◆ **Activity**:
Collect all lines containing the word "contents" from the data.

◆ **Entries supplied**:
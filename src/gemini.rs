use crate::config::Config;
use crate::models::{GenerationRequest, InlineImage, Part};
use async_trait::async_trait;
use base64::Engine;
use image::{DynamicImage, ImageFormat, Rgba, RgbaImage};
use reqwest::Client;
use serde::Deserialize;
use serde_json::{json, Value};
use std::io::Cursor;
use thiserror::Error;
use tracing::{debug, error, info, warn};

#[derive(Debug, Error)]
pub enum GeminiError {
    #[error("HTTP error: {0}")] Http(String),
    #[error("upstream returned status {status}: {body}")] Status { status: u16, body: String },
    #[error("upstream call timed out")] Timeout,
    #[error("parse error: {0}")] Parse(String),
    #[error("Other: {0}")] Other(String),
}

impl From<reqwest::Error> for GeminiError {
    fn from(e: reqwest::Error) -> Self {
        if e.is_timeout() { GeminiError::Timeout } else { GeminiError::Http(e.to_string()) }
    }
}

/// Something that turns a generation request into the model's response parts.
#[async_trait]
pub trait ImageModel: Send + Sync {
    fn name(&self) -> &str;
    async fn generate(&self, request: &GenerationRequest) -> Result<Vec<Part>, GeminiError>;
}

// Truncate base64 data in JSON for cleaner logging
fn truncate_base64_in_json(value: &mut Value) {
    match value {
        Value::Object(map) => {
            for (key, val) in map.iter_mut() {
                if key == "data" {
                    if let Value::String(s) = val {
                        let total = s.chars().count();
                        if total > 100 {
                            let head: String = s.chars().take(50).collect();
                            *val = Value::String(format!("{}...[truncated {} chars]", head, total - 50));
                        }
                    }
                } else {
                    truncate_base64_in_json(val);
                }
            }
        }
        Value::Array(arr) => {
            for val in arr.iter_mut() {
                truncate_base64_in_json(val);
            }
        }
        _ => {}
    }
}

fn loggable(value: &Value) -> String {
    let mut copy = value.clone();
    truncate_base64_in_json(&mut copy);
    serde_json::to_string(&copy).unwrap_or_default()
}

pub struct GeminiClient {
    client: Client,
    api_key: String,
    base_url: String,
    model: String,
}

impl GeminiClient {
    pub fn new(api_key: String, config: &Config) -> Result<Self, GeminiError> {
        let client = Client::builder()
            .timeout(config.upstream_timeout)
            .build()
            .map_err(|e| GeminiError::Other(e.to_string()))?;
        Ok(Self {
            client,
            api_key,
            base_url: config.api_base.clone(),
            model: config.model.clone(),
        })
    }

    fn endpoint(&self) -> String {
        let model = self.model.trim();
        let model_path = if model.starts_with("models/") { model.to_string() } else { format!("models/{model}") };
        format!("{}/{}:generateContent", self.base_url, model_path)
    }

    fn request_body(request: &GenerationRequest) -> Value {
        let parts: Vec<Value> = request.parts().iter().map(part_to_wire).collect();
        json!({
            "contents": [{
                "role": "user",
                "parts": parts
            }],
            "generationConfig": {
                "responseModalities": ["TEXT", "IMAGE"],
                "candidateCount": 1,
                "imageConfig": {
                    "aspectRatio": request.aspect_ratio().as_str()
                }
            }
        })
    }
}

#[async_trait]
impl ImageModel for GeminiClient {
    fn name(&self) -> &str {
        &self.model
    }

    async fn generate(&self, request: &GenerationRequest) -> Result<Vec<Part>, GeminiError> {
        let url = self.endpoint();
        info!("🔗 Making request to: {} ({} parts)", url, request.parts().len());

        let request_body = Self::request_body(request);
        debug!("📤 Request body: {}", loggable(&request_body));

        let response = self.client
            .post(&url)
            .header("x-goog-api-key", &self.api_key)
            .json(&request_body)
            .send()
            .await?;

        let status = response.status();
        info!("📥 Response status: {}", status);

        if !status.is_success() {
            let error_body = response.text().await.unwrap_or_default();
            error!("❌ API Error response: {}", error_body);
            return Err(GeminiError::Status { status: status.as_u16(), body: error_body });
        }

        let response_text = response.text().await?;
        let parsed: GeminiResponse = serde_json::from_str(&response_text)
            .map_err(|e| GeminiError::Parse(e.to_string()))?;

        if let Ok(value) = serde_json::from_str::<Value>(&response_text) {
            debug!("📥 Raw Gemini API response: {}", loggable(&value));
        }
        if let Some(reason) = parsed.prompt_feedback.as_ref().and_then(|f| f.block_reason.as_deref()) {
            warn!("🚫 Prompt blocked by model: {}", reason);
        }
        for candidate in &parsed.candidates {
            if let Some(reason) = candidate.finish_reason.as_deref() {
                info!("🏁 Candidate finish reason: {}", reason);
            }
        }

        parsed.into_parts()
    }
}

fn part_to_wire(part: &Part) -> Value {
    match part {
        Part::Text { text } => json!({ "text": text }),
        Part::Image(image) => json!({
            "inlineData": {
                "mimeType": image.mime_type,
                "data": image.to_base64()
            }
        }),
    }
}

// --- Response Parsing Helpers ---

#[derive(Debug, Deserialize)]
#[serde(rename_all = "camelCase")]
struct GeminiResponse {
    #[serde(default)]
    candidates: Vec<Candidate>,
    #[serde(default)]
    prompt_feedback: Option<PromptFeedback>,
}

#[derive(Debug, Deserialize)]
#[serde(rename_all = "camelCase")]
struct PromptFeedback {
    #[serde(default)]
    block_reason: Option<String>,
}

#[derive(Debug, Deserialize)]
#[serde(rename_all = "camelCase")]
struct Candidate {
    #[serde(default)]
    content: Content,
    #[serde(default)]
    finish_reason: Option<String>,
}

#[derive(Debug, Deserialize, Default)]
struct Content { #[serde(default)] parts: Vec<WirePart> }

#[derive(Debug, Deserialize)]
#[serde(untagged)]
enum WirePart {
    Inline {
        #[serde(rename = "inlineData", alias = "inline_data")]
        inline_data: InlineData,
    },
    Text { text: String },
    Other(Value),
}

#[derive(Debug, Deserialize)]
struct InlineData {
    data: String,
    #[serde(rename = "mimeType", alias = "mime_type")]
    mime_type: String,
}

impl GeminiResponse {
    /// Flatten every candidate's parts into typed parts, dropping kinds we do not relay.
    fn into_parts(self) -> Result<Vec<Part>, GeminiError> {
        let mut parts = Vec::new();
        for candidate in self.candidates {
            for part in candidate.content.parts {
                match part {
                    WirePart::Inline { inline_data } => {
                        let bytes = base64::engine::general_purpose::STANDARD
                            .decode(inline_data.data.as_bytes())
                            .map_err(|e| GeminiError::Parse(format!("inline data is not base64: {e}")))?;
                        parts.push(Part::Image(InlineImage::new(inline_data.mime_type, bytes)));
                    }
                    WirePart::Text { text } => parts.push(Part::Text { text }),
                    WirePart::Other(value) => debug!("Skipping unsupported part: {}", loggable(&value)),
                }
            }
        }
        Ok(parts)
    }
}

/// Stand-in used when no API key is configured, so the app can be exercised end to end.
pub struct PlaceholderModel;

impl PlaceholderModel {
    fn dimensions(aspect_ratio: &str) -> (u32, u32) {
        let parsed = aspect_ratio
            .split_once(':')
            .and_then(|(w, h)| Some((w.parse::<u32>().ok()?, h.parse::<u32>().ok()?)))
            .filter(|(w, h)| *w > 0 && *h > 0);
        match parsed {
            Some((w, h)) => (512, (512 * h / w).max(1)),
            None => (512, 512),
        }
    }

    pub fn render(aspect_ratio: &str) -> Result<Vec<u8>, GeminiError> {
        let (width, height) = Self::dimensions(aspect_ratio);
        let img = RgbaImage::from_fn(width, height, |x, y| {
            let r = 59 + (x * 80 / width) as u8;
            let g = 130 + (y * 60 / height) as u8;
            Rgba([r, g, 246, 255])
        });
        let mut buf = Vec::new();
        DynamicImage::ImageRgba8(img)
            .write_to(&mut Cursor::new(&mut buf), ImageFormat::Png)
            .map_err(|e| GeminiError::Other(e.to_string()))?;
        Ok(buf)
    }
}

#[async_trait]
impl ImageModel for PlaceholderModel {
    fn name(&self) -> &str {
        "placeholder"
    }

    async fn generate(&self, request: &GenerationRequest) -> Result<Vec<Part>, GeminiError> {
        info!("Using demo mode - no real images generated");
        let png = Self::render(request.aspect_ratio().as_str())?;
        Ok(vec![
            Part::text("Demo mode: set GEMINI_API_KEY to generate real model photographs."),
            Part::Image(InlineImage::new("image/png", png)),
        ])
    }
}

#[cfg(test)]
mod tests {
    use super::*;
    use crate::models::{AspectRatio, UploadedFile};
    use crate::prompt::build_generation_request;
    use pretty_assertions::assert_eq;
    use std::time::Duration;
    use wiremock::matchers::{header, method, path};
    use wiremock::{Mock, MockServer, ResponseTemplate};

    fn client_for(server: &MockServer) -> GeminiClient {
        let config = Config {
            api_key: Some("test-key".into()),
            api_base: format!("{}/v1beta", server.uri()),
            upstream_timeout: Duration::from_secs(5),
            ..Config::default()
        };
        GeminiClient::new("test-key".into(), &config).unwrap()
    }

    fn request_with_pose() -> GenerationRequest {
        build_generation_request(
            UploadedFile::new("p.png", "image/png", b"product".to_vec()),
            Some(UploadedFile::new("q.jpg", "image/jpeg", b"pose".to_vec())),
            "beach",
            "16:9".parse::<AspectRatio>().unwrap(),
        )
    }

    #[test]
    fn request_body_keeps_part_order_and_asks_for_both_modalities() {
        let body = GeminiClient::request_body(&request_with_pose());
        let parts = body["contents"][0]["parts"].as_array().unwrap();
        assert_eq!(parts.len(), 3);
        assert!(parts[0]["text"].as_str().unwrap().ends_with("Scene and styling: beach"));
        assert_eq!(parts[1]["inlineData"]["mimeType"], "image/png");
        assert_eq!(parts[1]["inlineData"]["data"], "cHJvZHVjdA==");
        assert_eq!(parts[2]["inlineData"]["mimeType"], "image/jpeg");
        assert_eq!(body["generationConfig"]["responseModalities"], json!(["TEXT", "IMAGE"]));
        assert_eq!(body["generationConfig"]["imageConfig"]["aspectRatio"], "16:9");
    }

    #[test]
    fn truncates_long_base64_for_logs() {
        let long = "A".repeat(500);
        let logged = loggable(&json!({ "parts": [{ "inlineData": { "data": long } }] }));
        assert!(logged.contains("[truncated 450 chars]"));
        assert!(logged.len() < 200);
    }

    #[test]
    fn truncation_respects_multibyte_characters() {
        let data = format!("a{}", "é".repeat(120));
        let logged = loggable(&json!({ "data": data }));
        assert!(logged.contains(&format!("a{}...[truncated 71 chars]", "é".repeat(49))));
    }

    #[tokio::test]
    async fn parses_image_and_text_parts() {
        let server = MockServer::start().await;
        Mock::given(method("POST"))
            .and(path("/v1beta/models/gemini-2.5-flash-image:generateContent"))
            .and(header("x-goog-api-key", "test-key"))
            .respond_with(ResponseTemplate::new(200).set_body_json(json!({
                "candidates": [{
                    "content": { "role": "model", "parts": [
                        { "text": "Here is your photo" },
                        { "inlineData": { "mimeType": "image/png", "data": "aW1n" } },
                        { "thoughtSignature": "xyz" }
                    ]},
                    "finishReason": "STOP"
                }]
            })))
            .expect(1)
            .mount(&server)
            .await;

        let parts = client_for(&server).generate(&request_with_pose()).await.unwrap();
        assert_eq!(
            parts,
            vec![
                Part::text("Here is your photo"),
                Part::Image(InlineImage::new("image/png", b"img".to_vec())),
            ]
        );
    }

    #[tokio::test]
    async fn non_success_status_is_an_error() {
        let server = MockServer::start().await;
        Mock::given(method("POST"))
            .respond_with(ResponseTemplate::new(500).set_body_string("boom"))
            .mount(&server)
            .await;

        let err = client_for(&server).generate(&request_with_pose()).await.unwrap_err();
        assert!(matches!(err, GeminiError::Status { status: 500, .. }));
    }

    #[tokio::test]
    async fn blocked_prompt_yields_no_parts() {
        let server = MockServer::start().await;
        Mock::given(method("POST"))
            .respond_with(ResponseTemplate::new(200).set_body_json(json!({
                "promptFeedback": { "blockReason": "SAFETY" }
            })))
            .mount(&server)
            .await;

        let parts = client_for(&server).generate(&request_with_pose()).await.unwrap();
        assert!(parts.is_empty());
    }

    #[tokio::test]
    async fn placeholder_returns_png_matching_ratio() {
        let request = request_with_pose();
        let parts = PlaceholderModel.generate(&request).await.unwrap();
        let image = parts.iter().find_map(Part::as_image).unwrap();
        let decoded = image::load_from_memory(&image.bytes).unwrap();
        assert_eq!((decoded.width(), decoded.height()), (512, 288));
    }
}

◆ **Worked solution**:
            "contents": [{
        let parts = body["contents"][0]["parts"].as_array().unwrap();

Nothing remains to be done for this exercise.